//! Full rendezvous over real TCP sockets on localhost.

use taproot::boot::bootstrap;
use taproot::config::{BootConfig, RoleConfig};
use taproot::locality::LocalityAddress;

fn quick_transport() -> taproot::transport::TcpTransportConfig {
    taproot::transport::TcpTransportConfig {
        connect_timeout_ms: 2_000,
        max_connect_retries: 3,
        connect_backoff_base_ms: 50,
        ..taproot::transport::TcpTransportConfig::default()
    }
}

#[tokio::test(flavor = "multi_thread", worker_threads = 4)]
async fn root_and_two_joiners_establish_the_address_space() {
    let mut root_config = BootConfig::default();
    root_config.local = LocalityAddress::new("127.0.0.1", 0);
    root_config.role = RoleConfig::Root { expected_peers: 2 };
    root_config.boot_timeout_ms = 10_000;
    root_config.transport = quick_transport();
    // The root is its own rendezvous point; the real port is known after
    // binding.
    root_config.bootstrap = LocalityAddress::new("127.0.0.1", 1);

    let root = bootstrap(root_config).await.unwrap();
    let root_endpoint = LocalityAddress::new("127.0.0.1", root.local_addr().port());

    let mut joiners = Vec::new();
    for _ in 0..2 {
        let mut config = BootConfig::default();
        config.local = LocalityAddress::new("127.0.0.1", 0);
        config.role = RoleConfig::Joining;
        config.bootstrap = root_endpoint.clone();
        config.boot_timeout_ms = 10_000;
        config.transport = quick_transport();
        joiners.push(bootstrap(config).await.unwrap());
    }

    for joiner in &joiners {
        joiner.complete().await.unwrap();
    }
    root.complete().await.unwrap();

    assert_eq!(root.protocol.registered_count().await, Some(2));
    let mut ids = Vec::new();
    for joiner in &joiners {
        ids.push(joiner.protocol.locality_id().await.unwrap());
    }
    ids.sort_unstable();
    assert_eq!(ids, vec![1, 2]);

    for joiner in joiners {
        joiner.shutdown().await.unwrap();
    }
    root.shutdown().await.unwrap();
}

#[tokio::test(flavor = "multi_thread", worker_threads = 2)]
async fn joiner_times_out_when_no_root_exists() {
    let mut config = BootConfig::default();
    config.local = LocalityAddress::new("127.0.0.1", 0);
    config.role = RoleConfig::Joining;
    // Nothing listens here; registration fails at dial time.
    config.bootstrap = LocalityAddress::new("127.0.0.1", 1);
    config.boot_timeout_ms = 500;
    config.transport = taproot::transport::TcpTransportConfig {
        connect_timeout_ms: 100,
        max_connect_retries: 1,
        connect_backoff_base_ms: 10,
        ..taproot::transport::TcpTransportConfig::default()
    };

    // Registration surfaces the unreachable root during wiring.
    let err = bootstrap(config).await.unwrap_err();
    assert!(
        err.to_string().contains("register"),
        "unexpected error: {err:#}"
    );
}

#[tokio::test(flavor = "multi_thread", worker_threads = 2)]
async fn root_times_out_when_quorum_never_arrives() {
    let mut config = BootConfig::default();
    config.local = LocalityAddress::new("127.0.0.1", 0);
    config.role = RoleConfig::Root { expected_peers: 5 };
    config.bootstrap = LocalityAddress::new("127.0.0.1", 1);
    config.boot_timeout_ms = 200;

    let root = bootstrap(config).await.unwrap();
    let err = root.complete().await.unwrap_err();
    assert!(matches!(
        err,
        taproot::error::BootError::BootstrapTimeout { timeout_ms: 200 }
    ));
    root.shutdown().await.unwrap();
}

--------------------

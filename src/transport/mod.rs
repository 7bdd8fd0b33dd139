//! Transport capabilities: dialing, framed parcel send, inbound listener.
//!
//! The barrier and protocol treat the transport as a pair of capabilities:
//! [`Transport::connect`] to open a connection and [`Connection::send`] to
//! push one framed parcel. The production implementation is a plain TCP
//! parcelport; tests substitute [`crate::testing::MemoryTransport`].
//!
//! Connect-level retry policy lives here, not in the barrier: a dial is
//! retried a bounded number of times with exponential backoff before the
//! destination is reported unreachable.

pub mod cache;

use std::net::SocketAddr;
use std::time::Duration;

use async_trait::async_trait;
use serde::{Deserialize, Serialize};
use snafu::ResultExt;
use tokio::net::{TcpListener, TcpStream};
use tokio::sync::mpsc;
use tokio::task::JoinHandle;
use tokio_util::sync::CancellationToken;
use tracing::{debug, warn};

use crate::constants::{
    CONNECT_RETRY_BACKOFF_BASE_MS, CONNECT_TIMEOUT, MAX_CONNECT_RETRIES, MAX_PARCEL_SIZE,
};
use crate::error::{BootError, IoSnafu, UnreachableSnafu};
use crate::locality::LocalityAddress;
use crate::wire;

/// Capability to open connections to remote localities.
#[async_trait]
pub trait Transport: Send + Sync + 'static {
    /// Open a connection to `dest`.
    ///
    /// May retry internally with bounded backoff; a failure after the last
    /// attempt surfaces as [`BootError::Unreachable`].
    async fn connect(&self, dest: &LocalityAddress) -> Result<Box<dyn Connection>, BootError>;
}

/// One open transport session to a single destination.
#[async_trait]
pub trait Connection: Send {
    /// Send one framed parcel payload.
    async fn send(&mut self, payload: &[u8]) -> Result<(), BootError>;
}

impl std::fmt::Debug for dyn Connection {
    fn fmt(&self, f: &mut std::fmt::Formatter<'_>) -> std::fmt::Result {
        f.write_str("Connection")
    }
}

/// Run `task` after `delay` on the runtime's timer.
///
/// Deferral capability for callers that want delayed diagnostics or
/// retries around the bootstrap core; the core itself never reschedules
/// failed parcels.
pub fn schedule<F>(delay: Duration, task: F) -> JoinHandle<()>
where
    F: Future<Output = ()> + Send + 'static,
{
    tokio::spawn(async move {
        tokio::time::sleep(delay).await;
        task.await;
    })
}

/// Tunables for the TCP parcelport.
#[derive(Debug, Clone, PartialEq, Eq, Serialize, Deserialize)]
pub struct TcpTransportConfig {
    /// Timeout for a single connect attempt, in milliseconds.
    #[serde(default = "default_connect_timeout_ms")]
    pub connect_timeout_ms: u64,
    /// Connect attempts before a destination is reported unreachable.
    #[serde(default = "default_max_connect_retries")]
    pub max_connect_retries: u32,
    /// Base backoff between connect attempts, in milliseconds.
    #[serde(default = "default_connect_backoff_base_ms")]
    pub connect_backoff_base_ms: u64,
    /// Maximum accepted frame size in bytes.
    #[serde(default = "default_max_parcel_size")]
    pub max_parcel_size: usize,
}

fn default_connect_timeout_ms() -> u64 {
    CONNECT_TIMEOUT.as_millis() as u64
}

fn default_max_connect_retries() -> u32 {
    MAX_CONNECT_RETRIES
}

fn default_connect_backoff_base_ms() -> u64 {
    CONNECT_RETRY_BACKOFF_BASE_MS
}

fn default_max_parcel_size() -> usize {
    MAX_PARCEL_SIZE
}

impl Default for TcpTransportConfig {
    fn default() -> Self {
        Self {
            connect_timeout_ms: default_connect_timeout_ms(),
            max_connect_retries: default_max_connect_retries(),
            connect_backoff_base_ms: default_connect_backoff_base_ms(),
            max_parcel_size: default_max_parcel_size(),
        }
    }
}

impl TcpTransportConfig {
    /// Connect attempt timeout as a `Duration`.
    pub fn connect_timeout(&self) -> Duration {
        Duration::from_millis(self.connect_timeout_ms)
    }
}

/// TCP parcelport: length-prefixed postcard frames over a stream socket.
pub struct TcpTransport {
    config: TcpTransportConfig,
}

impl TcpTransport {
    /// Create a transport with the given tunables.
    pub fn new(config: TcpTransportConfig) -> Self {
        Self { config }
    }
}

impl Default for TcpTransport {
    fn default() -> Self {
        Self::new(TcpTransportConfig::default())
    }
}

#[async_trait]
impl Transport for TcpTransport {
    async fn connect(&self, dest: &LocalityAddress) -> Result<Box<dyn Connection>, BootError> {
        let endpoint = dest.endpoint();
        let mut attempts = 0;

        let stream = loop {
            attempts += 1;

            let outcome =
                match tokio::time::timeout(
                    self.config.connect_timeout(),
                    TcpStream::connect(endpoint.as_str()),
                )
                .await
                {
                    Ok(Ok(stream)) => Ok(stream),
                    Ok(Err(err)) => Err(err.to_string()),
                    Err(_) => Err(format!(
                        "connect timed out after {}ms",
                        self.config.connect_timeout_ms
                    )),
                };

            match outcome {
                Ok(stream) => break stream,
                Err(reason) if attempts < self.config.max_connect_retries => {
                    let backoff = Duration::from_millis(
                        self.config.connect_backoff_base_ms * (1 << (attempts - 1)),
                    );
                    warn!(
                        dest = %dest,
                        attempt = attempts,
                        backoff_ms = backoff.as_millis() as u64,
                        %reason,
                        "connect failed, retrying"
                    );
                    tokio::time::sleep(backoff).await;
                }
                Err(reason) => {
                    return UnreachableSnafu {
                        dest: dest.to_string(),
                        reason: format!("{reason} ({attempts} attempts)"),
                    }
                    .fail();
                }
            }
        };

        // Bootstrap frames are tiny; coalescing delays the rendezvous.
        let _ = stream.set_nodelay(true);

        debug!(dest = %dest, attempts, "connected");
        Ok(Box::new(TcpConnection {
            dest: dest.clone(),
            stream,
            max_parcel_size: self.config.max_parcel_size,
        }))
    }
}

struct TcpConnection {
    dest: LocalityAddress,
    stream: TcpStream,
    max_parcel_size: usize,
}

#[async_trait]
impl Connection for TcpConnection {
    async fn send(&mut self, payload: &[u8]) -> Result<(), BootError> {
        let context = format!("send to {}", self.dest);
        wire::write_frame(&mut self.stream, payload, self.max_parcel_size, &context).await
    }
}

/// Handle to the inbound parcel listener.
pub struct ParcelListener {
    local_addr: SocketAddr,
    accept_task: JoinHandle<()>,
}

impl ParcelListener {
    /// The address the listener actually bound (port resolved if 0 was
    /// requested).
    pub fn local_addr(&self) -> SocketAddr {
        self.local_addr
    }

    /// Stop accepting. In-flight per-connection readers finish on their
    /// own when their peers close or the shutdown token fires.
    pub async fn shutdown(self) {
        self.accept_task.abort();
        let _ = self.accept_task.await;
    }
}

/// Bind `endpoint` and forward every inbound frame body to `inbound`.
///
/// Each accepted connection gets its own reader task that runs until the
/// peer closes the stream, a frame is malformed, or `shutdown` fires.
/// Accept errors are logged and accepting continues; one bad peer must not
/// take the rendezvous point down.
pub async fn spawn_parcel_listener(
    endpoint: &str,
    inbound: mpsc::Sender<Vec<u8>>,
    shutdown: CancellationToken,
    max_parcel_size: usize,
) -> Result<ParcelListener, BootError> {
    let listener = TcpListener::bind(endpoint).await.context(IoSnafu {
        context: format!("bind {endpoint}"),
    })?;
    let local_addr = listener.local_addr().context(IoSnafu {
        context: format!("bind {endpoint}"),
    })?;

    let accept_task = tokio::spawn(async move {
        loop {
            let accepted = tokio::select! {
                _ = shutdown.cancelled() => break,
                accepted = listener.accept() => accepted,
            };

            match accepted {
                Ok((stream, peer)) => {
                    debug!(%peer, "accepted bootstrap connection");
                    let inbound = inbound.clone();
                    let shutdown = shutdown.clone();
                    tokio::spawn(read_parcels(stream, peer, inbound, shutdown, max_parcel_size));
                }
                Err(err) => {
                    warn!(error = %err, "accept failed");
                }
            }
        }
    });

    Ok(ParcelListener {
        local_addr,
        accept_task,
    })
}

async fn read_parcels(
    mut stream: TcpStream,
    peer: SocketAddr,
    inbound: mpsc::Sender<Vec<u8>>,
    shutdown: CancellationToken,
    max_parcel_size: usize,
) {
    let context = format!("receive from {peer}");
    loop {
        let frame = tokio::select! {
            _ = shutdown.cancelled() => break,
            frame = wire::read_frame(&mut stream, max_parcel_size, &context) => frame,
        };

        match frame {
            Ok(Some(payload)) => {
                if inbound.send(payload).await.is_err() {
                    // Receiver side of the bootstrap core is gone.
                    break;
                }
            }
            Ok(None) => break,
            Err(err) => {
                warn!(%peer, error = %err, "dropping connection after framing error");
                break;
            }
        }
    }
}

--------------------

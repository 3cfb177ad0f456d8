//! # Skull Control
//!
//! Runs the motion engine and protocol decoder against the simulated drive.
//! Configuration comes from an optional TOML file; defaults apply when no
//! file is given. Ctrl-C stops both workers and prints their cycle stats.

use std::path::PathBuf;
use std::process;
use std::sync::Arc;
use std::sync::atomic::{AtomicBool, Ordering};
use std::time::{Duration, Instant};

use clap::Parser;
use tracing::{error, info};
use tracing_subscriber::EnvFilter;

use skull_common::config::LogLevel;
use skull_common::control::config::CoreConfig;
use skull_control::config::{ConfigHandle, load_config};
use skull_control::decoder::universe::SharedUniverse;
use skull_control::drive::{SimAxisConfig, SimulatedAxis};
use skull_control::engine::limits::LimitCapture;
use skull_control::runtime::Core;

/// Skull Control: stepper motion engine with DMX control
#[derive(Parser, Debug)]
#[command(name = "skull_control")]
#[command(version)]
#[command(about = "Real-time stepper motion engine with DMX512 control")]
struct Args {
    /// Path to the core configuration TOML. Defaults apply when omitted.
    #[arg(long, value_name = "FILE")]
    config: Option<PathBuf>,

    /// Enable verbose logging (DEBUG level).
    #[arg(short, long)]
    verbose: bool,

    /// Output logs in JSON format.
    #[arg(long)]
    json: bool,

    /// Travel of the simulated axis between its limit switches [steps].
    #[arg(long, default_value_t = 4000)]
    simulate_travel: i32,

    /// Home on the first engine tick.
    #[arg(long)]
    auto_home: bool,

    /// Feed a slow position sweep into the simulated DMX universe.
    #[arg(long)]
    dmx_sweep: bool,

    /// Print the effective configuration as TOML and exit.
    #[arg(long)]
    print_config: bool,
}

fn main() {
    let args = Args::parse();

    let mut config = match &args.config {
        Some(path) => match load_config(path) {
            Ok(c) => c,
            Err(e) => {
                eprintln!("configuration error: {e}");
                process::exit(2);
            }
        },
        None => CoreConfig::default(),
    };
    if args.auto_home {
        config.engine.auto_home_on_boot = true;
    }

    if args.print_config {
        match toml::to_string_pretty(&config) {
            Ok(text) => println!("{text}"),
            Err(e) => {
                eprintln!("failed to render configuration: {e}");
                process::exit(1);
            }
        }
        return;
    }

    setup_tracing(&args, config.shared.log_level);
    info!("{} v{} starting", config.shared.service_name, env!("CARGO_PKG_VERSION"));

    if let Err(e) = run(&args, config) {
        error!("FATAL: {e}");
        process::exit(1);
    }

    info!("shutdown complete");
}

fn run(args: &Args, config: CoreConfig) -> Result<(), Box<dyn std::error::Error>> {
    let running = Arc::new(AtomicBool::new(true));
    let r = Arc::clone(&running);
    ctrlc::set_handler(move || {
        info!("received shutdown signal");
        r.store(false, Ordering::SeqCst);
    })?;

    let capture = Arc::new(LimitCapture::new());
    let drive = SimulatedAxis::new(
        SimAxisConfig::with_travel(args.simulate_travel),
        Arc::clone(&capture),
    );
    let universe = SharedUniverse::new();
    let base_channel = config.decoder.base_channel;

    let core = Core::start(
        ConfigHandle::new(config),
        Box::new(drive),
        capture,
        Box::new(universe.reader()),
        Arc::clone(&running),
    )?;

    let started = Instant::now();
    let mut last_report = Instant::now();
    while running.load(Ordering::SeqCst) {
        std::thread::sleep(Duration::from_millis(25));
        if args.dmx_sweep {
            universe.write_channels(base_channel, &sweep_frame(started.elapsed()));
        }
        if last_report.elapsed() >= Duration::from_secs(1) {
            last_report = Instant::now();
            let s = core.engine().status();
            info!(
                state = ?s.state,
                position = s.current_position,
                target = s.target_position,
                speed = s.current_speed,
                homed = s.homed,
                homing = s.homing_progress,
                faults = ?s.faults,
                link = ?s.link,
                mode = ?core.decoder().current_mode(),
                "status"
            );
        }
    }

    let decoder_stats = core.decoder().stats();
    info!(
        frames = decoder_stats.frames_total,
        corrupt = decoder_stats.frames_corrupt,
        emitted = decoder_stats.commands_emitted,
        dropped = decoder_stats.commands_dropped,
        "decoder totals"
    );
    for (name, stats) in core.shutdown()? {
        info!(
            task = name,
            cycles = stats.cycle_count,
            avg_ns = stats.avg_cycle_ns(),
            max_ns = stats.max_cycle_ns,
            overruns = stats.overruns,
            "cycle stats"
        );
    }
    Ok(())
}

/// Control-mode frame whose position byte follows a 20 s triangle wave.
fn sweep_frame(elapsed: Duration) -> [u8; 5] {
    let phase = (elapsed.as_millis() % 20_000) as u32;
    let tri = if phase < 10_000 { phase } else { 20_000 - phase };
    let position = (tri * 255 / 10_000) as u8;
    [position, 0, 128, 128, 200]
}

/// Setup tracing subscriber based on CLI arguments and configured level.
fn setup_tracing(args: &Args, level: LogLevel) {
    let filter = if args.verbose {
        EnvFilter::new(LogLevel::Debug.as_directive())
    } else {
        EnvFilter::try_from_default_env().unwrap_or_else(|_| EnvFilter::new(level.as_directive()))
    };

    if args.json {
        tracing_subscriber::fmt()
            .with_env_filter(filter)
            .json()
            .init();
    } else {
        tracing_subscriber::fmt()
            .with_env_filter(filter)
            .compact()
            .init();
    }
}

--------------------

### Task description
Each line containing the word "that" needs to be copied from the data above.

### Output for this exercise
/// Deferral capability for callers that want delayed diagnostics or
/// Each accepted connection gets its own reader task that runs until the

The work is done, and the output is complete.